**Your objective**
Print every record below exactly as written.

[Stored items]
- - - - - - -

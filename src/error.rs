use miette::Diagnostic;
use thiserror::Error;

/// Main error type for the application.
///
/// Every classified variant carries a fixed, human-readable message chosen by
/// [`crate::classify`]. The payload is `&'static str` so nothing produced at
/// runtime (request URLs, bot tokens, provider error bodies) can end up in it.
#[derive(Debug, Clone, PartialEq, Eq, Error, Diagnostic)]
pub enum Error {
    #[error("{0}")]
    #[diagnostic(code(daily_agenda::authentication))]
    Authentication(&'static str),

    #[error("{0}")]
    #[diagnostic(code(daily_agenda::quota))]
    QuotaOrRateLimit(&'static str),

    #[error("{0}")]
    #[diagnostic(code(daily_agenda::network))]
    Network(&'static str),

    #[error("{0}")]
    #[diagnostic(code(daily_agenda::timeout))]
    Timeout(&'static str),

    #[error("{0}")]
    #[diagnostic(code(daily_agenda::tls))]
    Tls(&'static str),

    #[error("{0}")]
    #[diagnostic(code(daily_agenda::calendar))]
    Calendar(&'static str),

    #[error("{0}")]
    #[diagnostic(
        code(daily_agenda::missing_credential),
        help("set TELEGRAM_TOKEN and TELEGRAM_CHAT_ID in the environment or .env")
    )]
    MissingCredential(&'static str),

    #[error("{0}")]
    #[diagnostic(code(daily_agenda::unknown))]
    Unknown(&'static str),

    #[error("Configuration error: {0}")]
    #[diagnostic(code(daily_agenda::config))]
    Config(String),
}

impl Error {
    /// Whether another attempt could plausibly succeed.
    ///
    /// Missing secrets and bad configuration won't fix themselves between
    /// attempts, so the retry loop gives up on them straight away.
    pub fn is_retryable(&self) -> bool {
        !matches!(self, Error::MissingCredential(_) | Error::Config(_))
    }
}

/// Type alias for Result with our Error type
pub type AppResult<T> = Result<T, Error>;

/// Helper to create configuration errors
pub fn config_error(message: &str) -> Error {
    Error::Config(message.to_string())
}

/// Raw failure from an external call, before classification.
///
/// The text of a `Fault` may contain secrets (the Telegram token is part of
/// the request URL, Google error bodies echo request details). It is only ever
/// inspected by the classifier and must never be logged or returned to callers.
#[derive(Debug, Error)]
pub enum Fault {
    #[error("credential file could not be read: {0}")]
    Io(#[from] std::io::Error),

    #[error("invalid json: {0}")]
    Json(#[from] serde_json::Error),

    /// Stored without its URL, which can carry the bot token
    #[error(transparent)]
    Http(reqwest::Error),

    #[error("invalid request url: {0}")]
    Url(#[from] url::ParseError),

    #[error("HTTP {status}: {body}")]
    Status {
        status: reqwest::StatusCode,
        body: String,
    },

    #[error("token error: {0}")]
    Token(String),

    #[error("{0}")]
    Other(String),
}

impl From<reqwest::Error> for Fault {
    fn from(err: reqwest::Error) -> Self {
        Fault::Http(err.without_url())
    }
}

impl Fault {
    /// Lowercased text of the fault and its whole source chain, for keyword
    /// matching only.
    pub(crate) fn lowered_text(&self) -> String {
        use std::error::Error as StdError;

        let mut text = self.to_string().to_lowercase();
        let mut source = StdError::source(self);
        while let Some(cause) = source {
            text.push(' ');
            text.push_str(&cause.to_string().to_lowercase());
            source = StdError::source(cause);
        }
        text
    }
}
use serde::{Deserialize, Serialize};

/// Text formatting mode understood by the Bot API
#[derive(Debug, Clone, Copy, PartialEq, Eq, Serialize)]
pub enum ParseMode {
    Markdown,
}

/// Body of a `sendMessage` call
#[derive(Debug, Clone, PartialEq, Eq, Serialize)]
pub struct OutgoingMessage {
    pub chat_id: String,
    pub text: String,
    pub parse_mode: ParseMode,
}

/// Envelope every Bot API response comes in
#[derive(Debug, Clone, Deserialize)]
pub struct ApiResponse {
    pub ok: bool,
    pub description: Option<String>,
}
use crate::error::Error;
use std::future::Future;
use std::time::Duration;
use tokio::time::sleep;
use tracing::warn;

/// Fixed attempt count with a fixed pause between attempts
#[derive(Debug, Clone, Copy, PartialEq, Eq)]
pub struct RetryPolicy {
    /// Total attempts, including the first one
    pub attempts: u32,
    /// Pause between two attempts
    pub delay: Duration,
}

impl RetryPolicy {
    pub fn new(attempts: u32, delay: Duration) -> Self {
        Self { attempts, delay }
    }
}

impl Default for RetryPolicy {
    fn default() -> Self {
        Self::new(3, Duration::from_secs(5))
    }
}

/// Run `operation` until it succeeds, returns a non-retryable error, or the
/// policy runs out of attempts. The last error is returned.
pub async fn with_retry<T, F, Fut>(
    policy: RetryPolicy,
    task_name: &str,
    mut operation: F,
) -> Result<T, Error>
where
    F: FnMut() -> Fut,
    Fut: Future<Output = Result<T, Error>>,
{
    let attempts = policy.attempts.max(1);
    let mut attempt = 1;

    loop {
        match operation().await {
            Ok(value) => return Ok(value),
            Err(e) if !e.is_retryable() => return Err(e),
            Err(e) if attempt >= attempts => {
                warn!("{} failed after {} attempts: {}", task_name, attempts, e);
                return Err(e);
            }
            Err(e) => {
                warn!(
                    "{} attempt {}/{} failed: {}; retrying in {:?}",
                    task_name, attempt, attempts, e, policy.delay
                );
                sleep(policy.delay).await;
                attempt += 1;
            }
        }
    }
}
//! Delivering the summary to a Telegram chat.

pub mod client;
pub mod models;
pub mod notifier;

pub use client::{MessageTransport, TelegramBotApi};
pub use models::{OutgoingMessage, ParseMode};
pub use notifier::Notifier;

- - - - - - -

**Solution to this exercise**
filename src/error.rs
use miette::Diagnostic;
use thiserror::Error;

/// Main error type for the application.
///
/// Every classified variant carries a fixed, human-readable message chosen by
/// [`crate::classify`]. The payload is `&'static str` so nothing produced at
/// runtime (request URLs, bot tokens, provider error bodies) can end up in it.
#[derive(Debug, Clone, PartialEq, Eq, Error, Diagnostic)]
pub enum Error {
    #[error("{0}")]
    #[diagnostic(code(daily_agenda::authentication))]
    Authentication(&'static str),

    #[error("{0}")]
    #[diagnostic(code(daily_agenda::quota))]
    QuotaOrRateLimit(&'static str),

    #[error("{0}")]
    #[diagnostic(code(daily_agenda::network))]
    Network(&'static str),

    #[error("{0}")]
    #[diagnostic(code(daily_agenda::timeout))]
    Timeout(&'static str),

    #[error("{0}")]
    #[diagnostic(code(daily_agenda::tls))]
    Tls(&'static str),

    #[error("{0}")]
    #[diagnostic(code(daily_agenda::calendar))]
    Calendar(&'static str),

    #[error("{0}")]
    #[diagnostic(
        code(daily_agenda::missing_credential),
        help("set TELEGRAM_TOKEN and TELEGRAM_CHAT_ID in the environment or .env")
    )]
    MissingCredential(&'static str),

    #[error("{0}")]
    #[diagnostic(code(daily_agenda::unknown))]
    Unknown(&'static str),

    #[error("Configuration error: {0}")]
    #[diagnostic(code(daily_agenda::config))]
    Config(String),
}

impl Error {
    /// Whether another attempt could plausibly succeed.
    ///
    /// Missing secrets and bad configuration won't fix themselves between
    /// attempts, so the retry loop gives up on them straight away.
    pub fn is_retryable(&self) -> bool {
        !matches!(self, Error::MissingCredential(_) | Error::Config(_))
    }
}

/// Type alias for Result with our Error type
pub type AppResult<T> = Result<T, Error>;

/// Helper to create configuration errors
pub fn config_error(message: &str) -> Error {
    Error::Config(message.to_string())
}

/// Raw failure from an external call, before classification.
///
/// The text of a `Fault` may contain secrets (the Telegram token is part of
/// the request URL, Google error bodies echo request details). It is only ever
/// inspected by the classifier and must never be logged or returned to callers.
#[derive(Debug, Error)]
pub enum Fault {
    #[error("credential file could not be read: {0}")]
    Io(#[from] std::io::Error),

    #[error("invalid json: {0}")]
    Json(#[from] serde_json::Error),

    /// Stored without its URL, which can carry the bot token
    #[error(transparent)]
    Http(reqwest::Error),

    #[error("invalid request url: {0}")]
    Url(#[from] url::ParseError),

    #[error("HTTP {status}: {body}")]
    Status {
        status: reqwest::StatusCode,
        body: String,
    },

    #[error("token error: {0}")]
    Token(String),

    #[error("{0}")]
    Other(String),
}

impl From<reqwest::Error> for Fault {
    fn from(err: reqwest::Error) -> Self {
        Fault::Http(err.without_url())
    }
}

impl Fault {
    /// Lowercased text of the fault and its whole source chain, for keyword
    /// matching only.
    pub(crate) fn lowered_text(&self) -> String {
        use std::error::Error as StdError;

        let mut text = self.to_string().to_lowercase();
        let mut source = StdError::source(self);
        while let Some(cause) = source {
            text.push(' ');
            text.push_str(&cause.to_string().to_lowercase());
            source = StdError::source(cause);
        }
        text
    }
}
use serde::{Deserialize, Serialize};

/// Text formatting mode understood by the Bot API
#[derive(Debug, Clone, Copy, PartialEq, Eq, Serialize)]
pub enum ParseMode {
    Markdown,
}

/// Body of a `sendMessage` call
#[derive(Debug, Clone, PartialEq, Eq, Serialize)]
pub struct OutgoingMessage {
    pub chat_id: String,
    pub text: String,
    pub parse_mode: ParseMode,
}

/// Envelope every Bot API response comes in
#[derive(Debug, Clone, Deserialize)]
pub struct ApiResponse {
    pub ok: bool,
    pub description: Option<String>,
}
use crate::error::Error;
use std::future::Future;
use std::time::Duration;
use tokio::time::sleep;
use tracing::warn;

/// Fixed attempt count with a fixed pause between attempts
#[derive(Debug, Clone, Copy, PartialEq, Eq)]
pub struct RetryPolicy {
    /// Total attempts, including the first one
    pub attempts: u32,
    /// Pause between two attempts
    pub delay: Duration,
}

impl RetryPolicy {
    pub fn new(attempts: u32, delay: Duration) -> Self {
        Self { attempts, delay }
    }
}

impl Default for RetryPolicy {
    fn default() -> Self {
        Self::new(3, Duration::from_secs(5))
    }
}

/// Run `operation` until it succeeds, returns a non-retryable error, or the
/// policy runs out of attempts. The last error is returned.
pub async fn with_retry<T, F, Fut>(
    policy: RetryPolicy,
    task_name: &str,
    mut operation: F,
) -> Result<T, Error>
where
    F: FnMut() -> Fut,
    Fut: Future<Output = Result<T, Error>>,
{
    let attempts = policy.attempts.max(1);
    let mut attempt = 1;

    loop {
        match operation().await {
            Ok(value) => return Ok(value),
            Err(e) if !e.is_retryable() => return Err(e),
            Err(e) if attempt >= attempts => {
                warn!("{} failed after {} attempts: {}", task_name, attempts, e);
                return Err(e);
            }
            Err(e) => {
                warn!(
                    "{} attempt {}/{} failed: {}; retrying in {:?}",
                    task_name, attempt, attempts, e, policy.delay
                );
                sleep(policy.delay).await;
                attempt += 1;
            }
        }
    }
}
//! Delivering the summary to a Telegram chat.

pub mod client;
pub mod models;
pub mod notifier;

pub use client::{MessageTransport, TelegramBotApi};
pub use models::{OutgoingMessage, ParseMode};
pub use notifier::Notifier;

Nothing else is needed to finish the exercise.